Problem to solve: A single number is needed: how many lines of the data hold the word "viewBox".

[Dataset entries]
*****

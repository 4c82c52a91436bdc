/// Inserts a comma every three digits of a plain digit string.
pub fn format_with_commas(digits: &str) -> String {
    let mut out = String::with_capacity(digits.len() + digits.len() / 3);
    for (i, ch) in digits.chars().enumerate() {
        if i > 0 && (digits.len() - i) % 3 == 0 {
            out.push(',');
        }
        out.push(ch);
    }
    out
}

/// `₹1,234.50`, two decimals, sign before the symbol.
pub fn format_currency(amount: f64, symbol: &str) -> String {
    let fixed = format!("{:.2}", amount.abs());
    let (whole, cents) = fixed.split_once('.').unwrap_or((fixed.as_str(), "00"));
    let sign = if amount < 0.0 && fixed != "0.00" { "-" } else { "" };
    format!("{}{}{}.{}", sign, symbol, format_with_commas(whole), cents)
}

pub fn format_percent(value: f64) -> String {
    format!("{:.1}%", value)
}

#[cfg(test)]
mod tests {
    use super::*;

    #[test]
    fn groups_thousands() {
        assert_eq!(format_with_commas("0"), "0");
        assert_eq!(format_with_commas("999"), "999");
        assert_eq!(format_with_commas("1000"), "1,000");
        assert_eq!(format_with_commas("12345678"), "12,345,678");
    }

    #[test]
    fn currency_has_two_decimals() {
        assert_eq!(format_currency(150.0, "$"), "$150.00");
        assert_eq!(format_currency(1234.5, "₹"), "₹1,234.50");
        assert_eq!(format_currency(-12.5, "€"), "-€12.50");
        assert_eq!(format_currency(-0.001, "$"), "$0.00");
    }

    #[test]
    fn percent_has_one_decimal() {
        assert_eq!(format_percent(85.0), "85.0%");
        assert_eq!(format_percent(70.04), "70.0%");
    }

    #[test]
    fn huge_amounts_keep_every_digit() {
        assert_eq!(
            format_currency(1e20, "$"),
            "$100,000,000,000,000,000,000.00"
        );
        assert!(format_currency(1e300, "₹").starts_with("₹1,000,000,"));
        assert!(format_currency(1e300, "₹").ends_with(".00"));
    }
}
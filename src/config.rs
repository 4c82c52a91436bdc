use serde::{Deserialize, Serialize};

pub const EXPENSES_KEY: &str = "expenses";
/// Raw copy of an `expenses` value that could not be read in full.
pub const EXPENSES_BACKUP_KEY: &str = "expensesBackup";
pub const BALANCE_KEY: &str = "accountBalance";
pub const GOAL_KEY: &str = "savingsGoal";
pub const SETTINGS_KEY: &str = "settings";

pub const DEFAULT_BALANCE: f64 = 10_000.0;
pub const DEFAULT_GOAL: f64 = 1_000.0;

/// How long a toast stays on screen.
pub const NOTICE_TIMEOUT_MS: u32 = 4_000;

pub const CURRENCIES: [(&str, &str); 6] = [
    ("INR", "₹"),
    ("USD", "$"),
    ("EUR", "€"),
    ("GBP", "£"),
    ("JPY", "¥"),
    ("PHP", "₱"),
];

#[derive(Clone, Debug, PartialEq, Serialize, Deserialize)]
pub struct AppSettings {
    pub currency_code: String,
    pub currency_symbol: String,
}

impl Default for AppSettings {
    fn default() -> Self {
        AppSettings {
            currency_code: "INR".to_string(),
            currency_symbol: "₹".to_string(),
        }
    }
}

impl AppSettings {
    pub fn for_currency(code: &str) -> Self {
        AppSettings {
            currency_code: code.to_string(),
            currency_symbol: currency_symbol_for(code).to_string(),
        }
    }
}

pub fn currency_symbol_for(code: &str) -> &'static str {
    CURRENCIES
        .iter()
        .find(|(c, _)| *c == code)
        .map(|(_, symbol)| *symbol)
        .unwrap_or("₹")
}

#[cfg(test)]
mod tests {
    use super::*;

    #[test]
    fn known_codes_map_to_their_symbol() {
        assert_eq!(currency_symbol_for("USD"), "$");
        assert_eq!(currency_symbol_for("PHP"), "₱");
        assert_eq!(AppSettings::for_currency("EUR").currency_symbol, "€");
    }

    #[test]
    fn unknown_code_falls_back_to_rupee() {
        assert_eq!(currency_symbol_for("XYZ"), "₹");
        assert_eq!(AppSettings::default().currency_symbol, "₹");
    }
}
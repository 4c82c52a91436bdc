use yew::prelude::*;

use super::settings::use_settings;
use super::icons::{icon_bar_chart, icon_pie};
use crate::chart::{axis_ticks, bar_layout, pie_slices};
use crate::format::{format_currency, format_percent};
use crate::model::Expense;
use crate::stats::{category_totals, total_spent, weekly_buckets};

const PIE_SIZE: f64 = 240.0;
const PLOT_WIDTH: f64 = 420.0;
const PLOT_HEIGHT: f64 = 220.0;
const AXIS_GUTTER: f64 = 64.0;
const LABEL_GUTTER: f64 = 70.0;

#[derive(Properties, PartialEq)]
pub struct ExpenseChartsProps {
    pub expenses: Vec<Expense>,
}

#[function_component(ExpenseCharts)]
pub fn expense_charts(props: &ExpenseChartsProps) -> Html {
    let settings = use_settings();
    if props.expenses.is_empty() {
        return html! {
            <div class="bg-white/95 p-6 rounded-[10px] shadow-sm border border-white/20">
                <h3 class="flex items-center gap-2 font-bold text-slate-900 text-lg">{ icon_pie() }{"Expense Analytics"}</h3>
                <div class="text-center py-8 text-slate-500">
                    <p>{"Add some expenses to see your spending analytics!"}</p>
                </div>
            </div>
        };
    }

    let symbol = settings.currency_symbol.as_str();
    let totals = category_totals(&props.expenses);
    let slices = pie_slices(&totals, PIE_SIZE / 2.0, PIE_SIZE / 2.0, PIE_SIZE / 2.0 - 10.0);
    let buckets = weekly_buckets(&props.expenses);
    let bars = bar_layout(&buckets, PLOT_WIDTH, PLOT_HEIGHT);
    let max = buckets.iter().map(|b| b.amount).fold(0.0_f64, f64::max);
    let ticks = axis_ticks(max, 4);

    html! {
        <div class="grid gap-6 md:grid-cols-2">
            <div class="bg-white/95 p-6 rounded-[10px] shadow-sm border border-white/20">
                <h3 class="flex items-center gap-2 font-bold text-slate-900 text-lg">{ icon_pie() }{"Spending by Category"}</h3>
                <p class="text-sm text-slate-500 mb-4">{ format!("Total: {}", format_currency(total_spent(&props.expenses), symbol)) }</p>
                <div class="flex flex-col md:flex-row items-center gap-6">
                    <svg width={PIE_SIZE.to_string()} height={PIE_SIZE.to_string()} viewBox={format!("0 0 {} {}", PIE_SIZE, PIE_SIZE)}>
                        { for slices.iter().map(|slice| html! {
                            <path d={slice.path.clone()} fill={slice.color} stroke="white" stroke-width="1">
                                <title>{ format!("{}: {}", slice.label, format_currency(slice.amount, symbol)) }</title>
                            </path>
                        }) }
                    </svg>
                    <ul class="space-y-1 text-sm">
                        { for slices.iter().map(|slice| html! {
                            <li class="flex items-center gap-2">
                                <span class="inline-block w-3 h-3 rounded-sm" style={format!("background-color: {}", slice.color)}></span>
                                <span class="text-slate-700">{ format!("{}: {}", slice.label, format_currency(slice.amount, symbol)) }</span>
                                <span class="text-slate-400">{ format!("({})", format_percent(slice.share * 100.0)) }</span>
                            </li>
                        }) }
                    </ul>
                </div>
            </div>

            <div class="bg-white/95 p-6 rounded-[10px] shadow-sm border border-white/20">
                <h3 class="flex items-center gap-2 font-bold text-slate-900 text-lg mb-4">{ icon_bar_chart() }{"Weekly Spending Trend"}</h3>
                <svg class="w-full" viewBox={format!("0 0 {} {}", PLOT_WIDTH + AXIS_GUTTER, PLOT_HEIGHT + LABEL_GUTTER)}>
                    <g transform={format!("translate({}, 0)", AXIS_GUTTER)}>
                        { for ticks.iter().map(|tick| {
                            let y = if max > 0.0 { PLOT_HEIGHT - tick / max * PLOT_HEIGHT } else { PLOT_HEIGHT };
                            html! {
                                <g>
                                    <line x1="0" x2={PLOT_WIDTH.to_string()} y1={y.to_string()} y2={y.to_string()} stroke="#e5e7eb" />
                                    <text x="-6" y={(y + 4.0).to_string()} text-anchor="end" font-size="11" fill="#6b7280">{ format!("{:.0}", tick) }</text>
                                </g>
                            }
                        }) }
                        { for bars.iter().map(|bar| {
                            let label_x = bar.x + bar.width / 2.0;
                            let label_y = PLOT_HEIGHT + 14.0;
                            html! {
                                <g>
                                    <rect x={bar.x.to_string()} y={bar.y.to_string()} width={bar.width.to_string()} height={bar.height.to_string()} fill="#10b981">
                                        <title>{ format!("{}: {}", bar.label, format_currency(bar.amount, symbol)) }</title>
                                    </rect>
                                    <text x={label_x.to_string()} y={label_y.to_string()} text-anchor="end" font-size="11" fill="#6b7280"
                                        transform={format!("rotate(-45 {} {})", label_x, label_y)}>
                                        { bar.label.clone() }
                                    </text>
                                </g>
                            }
                        }) }
                    </g>
                </svg>
                <p class="text-xs text-slate-500 text-center">
                    <span class="inline-block w-3 h-3 rounded-sm bg-emerald-500 mr-1 align-middle"></span>
                    {"Weekly Spending"}
                </p>
            </div>
        </div>
    }
}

*****

Answer area: 2